● **Available data**
----
#[cfg(test)]
mod tests {
    use super::*;
    use std::str::FromStr;

    fn dec(s: &str) -> Decimal {
        Decimal::from_str(s).unwrap()
    }

    fn allergen(code: &str, name: &str, pct: &str) -> Allergen {
        Allergen {
            ingredient_code: code.to_string(),
            allergen_name: name.to_string(),
            percentage: dec(pct),
        }
    }

    fn limit(category: &str, code: &str, pct: &str) -> IfraLimit {
        IfraLimit {
            category_number: category.to_string(),
            description: format!("Category {}", category),
            ingredient_code: code.to_string(),
            limit_percent: dec(pct),
        }
    }

    #[test]
    fn test_inci_breakdown_merges_and_sorts() {
        let lines = vec![
            FormulaLine::new("1", "MP1", "Huile", dec("5")),
            FormulaLine::new("1", "MP2", "Eau florale", dec("20")),
            FormulaLine::new("2", "MP3", "Huile bis", dec("10")),
            FormulaLine::new("2", "MP4", "Sans INCI", dec("3")),
        ];
        let inci: HashMap<String, String> = [
            ("MP1", "Simmondsia Chinensis Seed Oil"),
            ("MP2", "Rosa Damascena Flower Water"),
            ("MP3", "Simmondsia Chinensis Seed Oil"),
            ("MP4", "  "),
        ]
        .into_iter()
        .map(|(k, v)| (k.to_string(), v.to_string()))
        .collect();

        let entries = inci_breakdown(&lines, &inci);
        assert_eq!(entries.len(), 2);
        assert_eq!(entries[0].inci, "Rosa Damascena Flower Water");
        assert_eq!(entries[1].percent, dec("15"));
    }

    #[test]
    fn test_inci_breakdown_skips_qsp_and_empty_lines() {
        let lines = vec![
            FormulaLine::new("1", "MP1", "Glycérine", dec("10")),
            FormulaLine::new("1", "MP2", "Gomme", Decimal::ZERO),
            FormulaLine {
                percent: dec("90"),
                ..FormulaLine::qsp("1", "EAU", "Eau")
            },
        ];
        let inci: HashMap<String, String> = [("MP1", "Glycerin"), ("MP2", "Xanthan Gum"), ("EAU", "Aqua")]
            .into_iter()
            .map(|(k, v)| (k.to_string(), v.to_string()))
            .collect();

        let entries = inci_breakdown(&lines, &inci);
        assert_eq!(
            entries,
            vec![InciEntry {
                inci: "Glycerin".to_string(),
                percent: dec("10"),
            }]
        );
    }

    #[test]
    fn test_inci_breakdown_weights_composite_declarations() {
        let lines = vec![
            FormulaLine::new("1", "MP1", "Hydrolat", dec("20")),
            FormulaLine::new("2", "MP2", "Conservateur", dec("1")),
            FormulaLine::new("2", "MP3", "Glycérine", dec("5")),
        ];
        let inci: HashMap<String, String> = [
            ("MP1", "Rosa Damascena Flower Water (99%)\nSodium Benzoate (1%)"),
            ("MP2", "Sodium Benzoate, Potassium Sorbate"),
            ("MP3", "Glycerin"),
        ]
        .into_iter()
        .map(|(k, v)| (k.to_string(), v.to_string()))
        .collect();

        let entries = inci_breakdown(&lines, &inci);
        let percent = |name: &str| entries.iter().find(|e| e.inci == name).unwrap().percent;

        assert_eq!(entries[0].inci, "Rosa Damascena Flower Water");
        assert_eq!(percent("Rosa Damascena Flower Water"), dec("19.8"));
        // 1% of 20% from the hydrolat, half of 1% from the preservative blend
        assert_eq!(percent("Sodium Benzoate"), dec("0.7"));
        assert_eq!(percent("Potassium Sorbate"), dec("0.5"));
        assert_eq!(percent("Glycerin"), dec("5"));
    }

    #[test]
    fn test_parse_inci_formats() {
        let parsed = parse_inci("Aqua (70%)\nGlycerin: 25,5 %\nCitric Acid 4.5%");
        let pairs: Vec<(&str, Decimal)> = parsed.iter().map(|c| (c.name.as_str(), c.percent)).collect();
        assert_eq!(
            pairs,
            vec![
                ("Aqua", dec("70")),
                ("Glycerin", dec("25.5")),
                ("Citric Acid", dec("4.5")),
            ]
        );

        let parsed = parse_inci("Aqua (1,5%), Glycerin (98,5%)");
        assert_eq!(parsed.len(), 2);
        assert_eq!(parsed[0].percent, dec("1.5"));
        assert_eq!(parsed[1].name, "Glycerin");
    }

    #[test]
    fn test_parse_inci_without_shares() {
        let single = parse_inci(" Parfum (Fragrance) ");
        assert_eq!(single.len(), 1);
        assert_eq!(single[0].name, "Parfum (Fragrance)");
        assert_eq!(single[0].percent, dec("100"));

        let even = parse_inci("Caprylyl Glycol, Ethylhexylglycerin, Tocopherol, Helianthus Oil");
        assert_eq!(even.len(), 4);
        assert!(even.iter().all(|c| c.percent == dec("25")));

        assert!(parse_inci("  \n ").is_empty());
        // No separator between name and number: the whole text is the name
        assert_eq!(parse_inci("Glycerin30%")[0].name, "Glycerin30%");
        assert_eq!(parse_inci("Huile d'olive\u{a0}30%")[0].percent, dec("30"));
    }

    #[test]
    fn test_inci_index_skips_missing_inci() {
        let ingredient = |code: &str, inci: Option<&str>| Ingredient {
            code: code.to_string(),
            name: code.to_string(),
            main_supplier: None,
            inci: inci.map(String::from),
            category: None,
            price_per_kilo: None,
            in_stock: true,
            cas_number: None,
        };
        let index = inci_index(&[
            ingredient("MP1", Some("Glycerin")),
            ingredient("MP2", None),
            ingredient("MP3", Some(" ")),
        ]);
        assert_eq!(index.len(), 1);
        assert_eq!(index["MP1"], "Glycerin");
    }

    #[test]
    fn test_allergen_breakdown() {
        let lines = vec![
            FormulaLine::new("1", "HE1", "Lavande", dec("2")),
            FormulaLine::new("1", "HE2", "Citron", dec("1")),
            FormulaLine::qsp("", "HE1", "Lavande"),
        ];
        let allergens = vec![
            allergen("HE1", "Linalool", "30"),
            allergen("HE2", "Limonene", "60"),
            allergen("HE2", "Linalool", "10"),
        ];

        let entries = allergen_breakdown(&lines, &allergens);
        assert_eq!(entries.len(), 2);
        // Linalool: 2 * 30% + 1 * 10% = 0.7
        assert_eq!(entries[0].allergen, "Linalool");
        assert_eq!(entries[0].total_percent, dec("0.7"));
        assert_eq!(entries[0].sources.len(), 2);
        assert_eq!(entries[1].allergen, "Limonene");
        assert_eq!(entries[1].total_percent, dec("0.6"));
    }

    #[test]
    fn test_allergen_breakdown_skips_lines_without_code() {
        let lines = vec![FormulaLine::new("1", "", "Inconnu", dec("50"))];
        let allergens = vec![allergen("", "Citral", "10")];
        assert!(allergen_breakdown(&lines, &allergens).is_empty());
    }

    #[test]
    fn test_ifra_report_takes_minimum_per_category() {
        let lines = vec![
            FormulaLine::new("1", "mp501b", "Rose", dec("1")),
            FormulaLine::new("1", "MP600", "Jasmin", dec("1")),
            FormulaLine::new("1", "MP700", "Non restreint", dec("1")),
        ];
        let limits = vec![
            limit("4", "MP501B", "2.5"),
            limit("4", "MP600", "1.2"),
            limit("5A", "MP600", "0.8"),
            limit("4", "OTHER", "0.1"),
        ];

        let report = ifra_report(&lines, &limits);
        assert_eq!(report.restricted_codes, vec!["mp501b", "MP600"]);
        assert_eq!(report.categories.len(), IFRA_CATEGORIES.len());

        let cat4 = report.categories.iter().find(|c| c.category == "4").unwrap();
        assert_eq!(cat4.max_concentration, Some(dec("1.2")));
        let cat5a = report.categories.iter().find(|c| c.category == "5A").unwrap();
        assert_eq!(cat5a.max_concentration, Some(dec("0.8")));
        let cat1 = report.categories.iter().find(|c| c.category == "1").unwrap();
        assert_eq!(cat1.max_concentration, None);
    }
}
----
If a line in the material holds "Simmondsia", copy it.

            ("MP1", "Simmondsia Chinensis Seed Oil"),
            ("MP3", "Simmondsia Chinensis Seed Oil"),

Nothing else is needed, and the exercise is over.